Substantially Disproportionate Redemptions

An individual can use a technique to sell stock within a corporate structure, retain absolute control of the corporation and still obtain preferential capital-gain treatment. The technique involves a majority shareholder selling a substantial amount of his stock to a controlled subsidiary. The shareholder must follow specific mathematical guidelines to receive preferential treatment.

Example: A owns a 70% interest in domestic corporation P, and shareholder B owns the remaining 30%. P is the 100% shareholder of corporation S. A sells a 35% interest in P to S. As a result, A reports the transaction as a capital gain, even though he retains control of P.

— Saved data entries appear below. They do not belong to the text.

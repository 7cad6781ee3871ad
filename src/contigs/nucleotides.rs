//! nucleotide helpers

#[inline]
fn complement(base: u8) -> u8 {
    match base {
        b'A' => b'T',
        b'T' => b'A',
        b'C' => b'G',
        b'G' => b'C',
        b'a' => b't',
        b't' => b'a',
        b'c' => b'g',
        b'g' => b'c',
        // N and other IUPAC symbols are kept as is
        other => other,
    }
} // end of complement

/// reverse complement of a dna sequence. Only ACGT (either case) are complemented.
pub fn reverse_complement(seq: &[u8]) -> Vec<u8> {
    seq.iter().rev().map(|b| complement(*b)).collect()
}
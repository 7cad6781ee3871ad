//! errors returned by the library. Every error aborts a run, as each pass depends on the output of the previous one.

use std::path::PathBuf;

#[derive(thiserror::Error, Debug)]
pub enum ContigMatchError {
    /// an input file (contig fasta, alignment output, config) does not exist
    #[error("input file not found : {0:?}")]
    MissingInput(PathBuf),
    /// any read/write failure
    #[error("i/o error on {path:?} : {source}")]
    Io {
        path: PathBuf,
        source: std::io::Error,
    },
    /// fasta file could not be parsed by needletail
    #[error("fasta parse error in {path:?} : {msg}")]
    FastaParse { path: PathBuf, msg: String },
    /// fasta header without a NODE_nnn node number
    #[error("fasta header without node number in {path:?} : {header}")]
    BadHeader { path: PathBuf, header: String },
    /// aligner executable could not be launched
    #[error("could not launch aligner {command} : {source}")]
    AlignerSpawn {
        command: String,
        source: std::io::Error,
    },
    /// aligner exited with a failure status
    #[error("aligner {command} failed, {status}")]
    AlignerFailed { command: String, status: String },
    /// a row of alignment output could not be decoded
    #[error("malformed alignment row at line {line} of {path:?} : {reason}")]
    MalformedRow {
        path: PathBuf,
        line: usize,
        reason: String,
    },
    #[error("at least 2 samples are necessary (one target, one query), got {0}")]
    TooFewSamples(usize),
    #[error("sample {0} appears more than once")]
    DuplicateSample(String),
    /// a reference node of a consolidated pass is not a known common id
    #[error("pass {pass} : reference node {node} is not a known common contig id")]
    UnknownCommonId { pass: usize, node: u64 },
    /// a hit refers to a contig absent from the loaded fasta
    #[error("contig NODE_{node} not found in sequences of {sample}")]
    MissingContig { sample: String, node: u64 },
    #[error("table write error on {path:?} : {source}")]
    Table { path: PathBuf, source: csv::Error },
    #[error("configuration error : {0}")]
    Config(String),
}

pub type Result<T> = std::result::Result<T, ContigMatchError>;

impl ContigMatchError {
    pub(crate) fn io(path: impl Into<PathBuf>, source: std::io::Error) -> Self {
        ContigMatchError::Io {
            path: path.into(),
            source,
        }
    }
} // end of impl ContigMatchError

In the example, Secs. 304 and 302 would determine whether the stock redemption results in dividend or capital-gain treatment. There are four ways for a stock redemption to result in capital-gain treatment. In the example, the transaction qualifies as a "substantially disproportionate redemption."

Under Sec. 302(b)(2)(C), a substantially disproportionate redemption occurs if "immediately after the redemption the shareholder owns less than 50 percent of the total combined voting power of all classes of stock entitled to vote," and "the ratio which the voting stock of the corporation owned by the shareholder immediately after the redemption bears to all of the voting stock of the corporation at such time is less than 80 percent of the ratio which the voting stock of the corporation owned by the shareholder immediately before the redemption bears to all of the voting stock of the corporation at such time." (Emphasis added.) In the example, A must reduce his interest in P to under 56% for purposes of the 80% test, and he must reduce his interest to under 50% for the control test.

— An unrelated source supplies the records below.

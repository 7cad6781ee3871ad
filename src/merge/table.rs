//! CommonTable maps a common contig id to the node number of the matching contig in each sample.
//!
//! A sample without entry for a common id is "not found", rendered as NF in tables.
//! There is no other representation of a missing match.

use std::collections::{BTreeMap, HashMap};
use std::fmt;

/// textual rendering of a sample without match
pub const NOT_FOUND: &str = "NF";

/// Identifies a contig common to several samples. Displayed zero padded on 6 digits.
#[derive(Debug, Clone, Copy, PartialEq, Eq, PartialOrd, Ord, Hash)]
pub struct CommonId(u64);

impl CommonId {
    pub fn new(id: u64) -> Self {
        CommonId(id)
    }

    pub fn get_value(&self) -> u64 {
        self.0
    }

    /// name of the record in consolidated fasta files written between passes
    pub fn node_name(&self) -> String {
        format!("NODE_{}", self)
    }

    /// name of the record in the final fasta
    pub fn report_name(&self) -> String {
        format!("CNODE_{}", self)
    }
} // end of impl CommonId

impl fmt::Display for CommonId {
    fn fmt(&self, f: &mut fmt::Formatter) -> fmt::Result {
        write!(f, "{:06}", self.0)
    }
}

/// common id -> (sample -> node number in sample)
#[derive(Debug, Clone, Default)]
pub struct CommonTable {
    rows: BTreeMap<CommonId, HashMap<String, u64>>,
}

impl CommonTable {
    pub fn new() -> Self {
        CommonTable {
            rows: BTreeMap::new(),
        }
    }

    pub fn contains(&self, cid: CommonId) -> bool {
        self.rows.contains_key(&cid)
    }

    /// records node as the match of sample for cid, replacing a previous match. Creates the row if needed.
    /// Returns the previous node if any.
    pub fn set(&mut self, cid: CommonId, sample: &str, node: u64) -> Option<u64> {
        self.rows
            .entry(cid)
            .or_default()
            .insert(sample.to_string(), node)
    }

    /// node of sample for cid, None if not found
    pub fn get(&self, cid: CommonId, sample: &str) -> Option<u64> {
        self.rows.get(&cid).and_then(|row| row.get(sample).copied())
    }

    /// node number or NF
    pub fn get_display(&self, cid: CommonId, sample: &str) -> String {
        match self.get(cid, sample) {
            Some(node) => node.to_string(),
            None => String::from(NOT_FOUND),
        }
    }

    /// true if every sample has a match for cid. An unknown cid is not complete.
    pub fn is_complete<S: AsRef<str>>(&self, cid: CommonId, samples: &[S]) -> bool {
        match self.rows.get(&cid) {
            Some(row) => samples.iter().all(|s| row.contains_key(s.as_ref())),
            None => false,
        }
    }

    /// all common ids in increasing order
    pub fn ids(&self) -> impl Iterator<Item = CommonId> + '_ {
        self.rows.keys().copied()
    }

    /// common ids matched in every sample, in increasing order
    pub fn complete_ids<'a, S: AsRef<str>>(&'a self, samples: &'a [S]) -> impl Iterator<Item = CommonId> + 'a {
        self.ids().filter(move |cid| self.is_complete(*cid, samples))
    }

    pub fn len(&self) -> usize {
        self.rows.len()
    }

    pub fn is_empty(&self) -> bool {
        self.rows.is_empty()
    }
} // end of impl CommonTable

To apply these tests, a taxpayer uses Sec. 318 attribution rules. In the example, S attributes its 35% interest to P. P attributes the 35% interest to A and B, whose proportionate share of the attributed P stock is calculated as follows:

A: (35% attributed) x (35/100 ownership interest) = 12.25%

B: (35% attributed) x (30/100 ownership interest) = 10.50%

A's ownership for Sec. 302(b)(2) purposes is therefore 47.25%.

It is not intuitive to include the P shares that S owns when calculating the attribution of P to A and B. Two issues deserve consideration. First, is P's stock in S included in this calculation? The answer can be found in Regs. Sec. 1.302-3:

Section 318(a) shall apply both in making the disproportionate redemption test and in determining the percentage of stock ownership after the redemption. The requirements under section 302(b)(2) shall be applied to each shareholder separately and shall be applied only with respect to stock which is issued and outstanding in the hands of the shareholders. (Emphasis added.)

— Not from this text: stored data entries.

//! contigmatch : identifies contigs common to all samples of a group.
//!
//! contigmatch [--config file] [--assembly [-a] dir] [--group [-g] name] [--kmer [-k] size] [--outdir [-o] dir]
//!             [--min-identity n] [--aligner cmd] [--revcomp] [--all-rows] [samples...]
//!
//! - samples : samples of the group, first one is the target. Each sample must have been assembled
//!   in assembly_dir/sample-kmer/contigs-afg.fa
//!
//! --config : json file with run parameters (see RunParams). Command line values override it.
//!
//! --revcomp : reverse complement query contigs aligned on minus strand when they become the common sequence.
//!
//! --all-rows : also dumps ContigTable-group.all.txt with every common contig, NF for samples without match.
//!
//! Outputs go in outdir/group : one psl per pass, ContigTable-group.txt and CommonContigBuild-group.fa

use std::path::{Path, PathBuf};

use anyhow::Context;
use clap::{value_parser, Arg, ArgAction, ArgMatches, Command};

// for logging (debug mostly, switched at compile time in cargo.toml)
use env_logger::Builder;

use contigmatch::align::BlatAligner;
use contigmatch::pipeline::ContigMatcher;
use contigmatch::utils::RunParams;

// install a logger facility
pub fn init_log() -> u64 {
    Builder::from_default_env().init();
    println!("\n ************** initializing logger *****************\n");
    1
}

/// builds run parameters : defaults, then config file, then command line
fn parse_params(matches: &ArgMatches) -> anyhow::Result<RunParams> {
    let mut params = match matches.get_one::<PathBuf>("config") {
        Some(path) => RunParams::reload_json(path)
            .with_context(|| format!("reading configuration file {:?}", path))?,
        None => RunParams::default(),
    };
    //
    if let Some(dir) = matches.get_one::<PathBuf>("assembly") {
        params.assembly_dir = dir.clone();
    }
    if let Some(group) = matches.get_one::<String>("group") {
        params.group = group.clone();
    }
    if let Some(kmer) = matches.get_one::<usize>("kmer") {
        params.kmer = *kmer;
    }
    if let Some(outdir) = matches.get_one::<PathBuf>("outdir") {
        params.outdir = outdir.clone();
    }
    if let Some(identity) = matches.get_one::<u32>("min_identity") {
        params.aligner.min_identity = *identity;
    }
    if let Some(cmd) = matches.get_one::<String>("aligner") {
        params.aligner.command = cmd.clone();
    }
    if matches.get_flag("revcomp") {
        params.revcomp_minus = true;
    }
    if matches.get_flag("all_rows") {
        params.all_rows = true;
    }
    if let Some(samples) = matches.get_many::<String>("samples") {
        params.samples = samples.cloned().collect();
    }
    //
    Ok(params)
} // end of parse_params

fn main() -> anyhow::Result<()> {
    let _ = init_log();
    let start_t = chrono::Local::now();
    log::info!("\n contigmatch begins at time:{:#?} \n ", start_t);
    //
    let matches = Command::new("contigmatch")
        .about("Screens assembled samples of a group with blat to find their common contigs")
        .version(env!("CARGO_PKG_VERSION"))
        .arg(Arg::new("config")
            .long("config")
            .value_name("FILE")
            .help("json file of run parameters")
            .value_parser(value_parser!(PathBuf)))
        .arg(Arg::new("assembly")
            .short('a')
            .long("assembly")
            .value_name("DIR")
            .help("directory containing sample-kmer assembly directories [default: 03-Assembly]")
            .value_parser(value_parser!(PathBuf)))
        .arg(Arg::new("group")
            .short('g')
            .long("group")
            .help("group name [default: Mus-A2]")
            .value_parser(value_parser!(String)))
        .arg(Arg::new("kmer")
            .short('k')
            .long("kmer")
            .help("kmer size used in assemblies [default: 21]")
            .value_parser(value_parser!(usize)))
        .arg(Arg::new("outdir")
            .short('o')
            .long("outdir")
            .value_name("DIR")
            .help("output root directory, results go in outdir/group [default: 04-Quants]")
            .value_parser(value_parser!(PathBuf)))
        .arg(Arg::new("min_identity")
            .long("min-identity")
            .help("blat minimum identity in percent [default: 96]")
            .value_parser(value_parser!(u32).range(0..=100)))
        .arg(Arg::new("aligner")
            .long("aligner")
            .value_name("CMD")
            .help("aligner executable [default: blat]")
            .value_parser(value_parser!(String)))
        .arg(Arg::new("revcomp")
            .long("revcomp")
            .help("reverse complement minus strand query contigs kept as common sequence")
            .action(ArgAction::SetTrue))
        .arg(Arg::new("all_rows")
            .long("all-rows")
            .help("also dump the table of all common contigs, NF for samples without match")
            .action(ArgAction::SetTrue))
        .arg(Arg::new("samples")
            .help("samples of the group, the first one is the target [default: MusA2a MusA2b]")
            .num_args(1..)
            .value_parser(value_parser!(String)))
        .get_matches();
    //
    let params = parse_params(&matches)?;
    log::info!("run parameters : {:?}", params);
    //
    let aligner = BlatAligner::new(params.aligner.clone());
    let group = params.group.clone();
    let mut matcher = ContigMatcher::new(params, aligner).context("checking run parameters")?;
    let summary = matcher
        .run()
        .with_context(|| format!("processing group {}", group))?;
    //
    println!(
        "\n group {} : {} common contigs, {} found in all samples",
        group, summary.report.nb_common, summary.report.nb_complete
    );
    println!(" table : {}", display_path(&summary.table_path));
    println!(" fasta : {}", display_path(&summary.fasta_path));
    //
    let end_t = chrono::Local::now();
    log::info!("\n contigmatch ends at time:{:#?} \n ", end_t);
    //
    Ok(())
} // end of main

fn display_path(path: &Path) -> String {
    path.to_string_lossy().to_string()
}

In the example, the stock is issued and outstanding in S's hands and therefore can be used for Sec. 318 calculation purposes.

Second, does the P stock that S owns flow through to P or does it "disappear" during the attribution process? By omission, Regs. Sec. 1.318-1(b)(1) answers this question. It states, "a corporation shall not be considered to own its own stock by reason of section 318(a)(3)(C)." This statement clearly identifies the flow of stock attribution from a shareholder to a corporation, but is silent on the flow of stock attribution from a corporation to a shareholder. This omission is substantial, because a few lines later, Regs. Sec. 1.318-1(b)(3) addresses both flows.

 

Conclusion

For Sec. 302(b)(2) purposes, A has a 47.25% interest in P after the transaction is completed. Therefore, A meets both the 80% and 50% tests and will receive capital-gain treatment while retaining absolute control of the corporate structure. For this technique to work mathematically, A must have approximately a 55.7% ownership in P and must be willing to sell a significant amount of P stock.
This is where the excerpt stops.